What is Tri-Modality Pretraining ?

Pretraining techinques (single modality or cross-modality) desires to teaches neural networks the most basic material distributions, semantic concepts and modality relationships, in an effecient unsupervised way. After pretraining, the model can be directly applied to some praitical applciations (i.e., zero-shot inference), or undergos a field-specific second-stage training (i.e., finetuning). We initiate tri-modality pretraining which emphsizes to help model understand three modalities including vision, audio and language, and also the transformations among them simultaneously. We expect that tri-modality pretraining can improve related single-/dual-/tri-modality downstream tasks, which means bring in more possibilities meanwhile keep all the benifits of dual-modality pretraining (vision-language). The two most important components of tri-modality pretraining are resonable tri-modality neural network designing and tri-modality training data collection.
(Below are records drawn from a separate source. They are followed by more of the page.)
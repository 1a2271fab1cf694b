//! Item models

use serde::{Deserialize, Serialize};

/// Item category
#[derive(Debug, Clone, Copy, PartialEq, Eq, Serialize, Deserialize)]
#[serde(rename_all = "lowercase")]
pub enum ItemType {
    Type1,
    Type2,
    Type3,
    Type4,
    Type5,
    Other,
}

#[derive(Debug, Clone, Copy, PartialEq, Eq, Serialize, Deserialize)]
#[serde(rename_all = "lowercase")]
pub enum ItemStatus {
    Active,
    Inactive,
    Pending,
    Archived,
}

#[derive(Debug, Clone, PartialEq, Serialize, Deserialize)]
pub struct ItemAttribute {
    pub id: String,
    pub name: String,
    /// String, number or boolean
    pub value: serde_json::Value,
    #[serde(default, skip_serializing_if = "Option::is_none")]
    pub unit: Option<String>,
    #[serde(default, skip_serializing_if = "Option::is_none")]
    pub category: Option<String>,
}

/// Item entity
#[derive(Debug, Clone, PartialEq, Serialize, Deserialize)]
#[serde(rename_all = "camelCase")]
pub struct Item {
    pub id: String,
    pub name: String,
    #[serde(default, skip_serializing_if = "Option::is_none")]
    pub description: Option<String>,
    #[serde(rename = "type")]
    pub item_type: ItemType,
    pub status: ItemStatus,
    #[serde(default)]
    pub created_at: String,
    #[serde(default)]
    pub updated_at: String,
    #[serde(default, skip_serializing_if = "Option::is_none")]
    pub metadata: Option<serde_json::Map<String, serde_json::Value>>,
    #[serde(default)]
    pub tags: Vec<String>,
    #[serde(default, skip_serializing_if = "Option::is_none")]
    pub featured_image: Option<String>,
    #[serde(default)]
    pub images: Vec<String>,
    #[serde(default)]
    pub attributes: Vec<ItemAttribute>,
    #[serde(default, skip_serializing_if = "Option::is_none")]
    pub custom_fields: Option<serde_json::Map<String, serde_json::Value>>,
}

/// Fields sent on create/update; unset fields are left out of the body.
#[derive(Debug, Clone, Default, Serialize)]
#[serde(rename_all = "camelCase")]
pub struct ItemDraft {
    #[serde(skip_serializing_if = "Option::is_none")]
    pub name: Option<String>,
    #[serde(skip_serializing_if = "Option::is_none")]
    pub description: Option<String>,
    #[serde(rename = "type", skip_serializing_if = "Option::is_none")]
    pub item_type: Option<ItemType>,
    #[serde(skip_serializing_if = "Option::is_none")]
    pub status: Option<ItemStatus>,
    #[serde(skip_serializing_if = "Option::is_none")]
    pub tags: Option<Vec<String>>,
}

/// Filters for `/items/search`
#[derive(Debug, Clone, Default, Serialize)]
#[serde(rename_all = "camelCase")]
pub struct ItemSearch {
    #[serde(skip_serializing_if = "Option::is_none")]
    pub name: Option<String>,
    #[serde(skip_serializing_if = "Vec::is_empty")]
    pub types: Vec<ItemType>,
    #[serde(skip_serializing_if = "Vec::is_empty")]
    pub status: Vec<ItemStatus>,
    #[serde(skip_serializing_if = "Vec::is_empty")]
    pub tags: Vec<String>,
    #[serde(skip_serializing_if = "Option::is_none")]
    pub created_after: Option<String>,
    #[serde(skip_serializing_if = "Option::is_none")]
    pub created_before: Option<String>,
    /// Exact-match filters on custom fields, sent as `customFields.<key>`
    #[serde(skip_serializing_if = "Option::is_none")]
    pub custom_fields: Option<serde_json::Map<String, serde_json::Value>>,
    #[serde(skip_serializing_if = "Option::is_none")]
    pub sort: Option<crate::models::Sort>,
    #[serde(skip_serializing_if = "Option::is_none")]
    pub page: Option<u64>,
    #[serde(skip_serializing_if = "Option::is_none")]
    pub limit: Option<u64>,
}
Why Tri-Modality Pretraining ?

  • Most videos in our dailylife senerio records audio track, containing rich semantic information correlated or complementary to visual track, utilizing both vision and audio signals can incrediblely enhance video understanding.
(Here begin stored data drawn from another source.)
#[derive(Subcommand)]
enum Commands {
    /// Log in with email and password
    Login {
        #[arg(short, long)]
        email: String,

        /// Read from stdin when not given
        #[arg(short, long, env = "ADMINCTL_PASSWORD", hide_env_values = true)]
        password: Option<String>,
    },

    /// Create a new account
    Register {
        #[arg(long)]
        email: String,

        /// Read from stdin when not given
        #[arg(long, env = "ADMINCTL_PASSWORD", hide_env_values = true)]
        password: Option<String>,

        #[arg(long)]
        first_name: String,

        #[arg(long)]
        last_name: String,
    },

    /// Log out and clear stored credentials
    Logout,

    /// Show token and session status
    Status,

    /// Show the logged-in user
    Whoami,

    /// Show or change persistent settings
    Config {
        /// New API base URL
        #[arg(long)]
        set_api_url: Option<String>,

        /// New request timeout in milliseconds
        #[arg(long)]
        set_timeout_ms: Option<u64>,
    },

    /// Manage items
    #[command(subcommand)]
    Items(ItemCommand),

    /// Manage users
    #[command(subcommand)]
    Users(UserCommand),
}

#[derive(Args)]
struct PageArgs {
    #[arg(long, default_value = "1")]
    page: u64,

    #[arg(short, long, default_value = "10")]
    limit: u64,
}

#[derive(Args)]
struct SortArgs {
    /// Field to sort by
    #[arg(long)]
    sort: Option<String>,

    /// Sort descending
    #[arg(long)]
    desc: bool,
}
  • Cross-modality pretraining techinques can excites neural networks to the greatest extent with the help of massive paired multimodal data. However, current researches pay more attention to vison-language pretraining (VLP). By contrast, audio-language pretraining (ALP) and audiovisual-language pretraining (AVLP) are relatively less explored, but they are also valuable and essential to improve downstream audio-langauge and audiovisual-language applications.
  • Compared to separately training vision-language, audio-language and audiovisual-language pretraining models, tri-modality pretraining are desired to intergrate VLP, ALP, AVLP into a single unified framework, and results in one powerful unified intelligent system instead of three unlinked domain-specific pretraining models, which possess both high efficiency and effictiveness.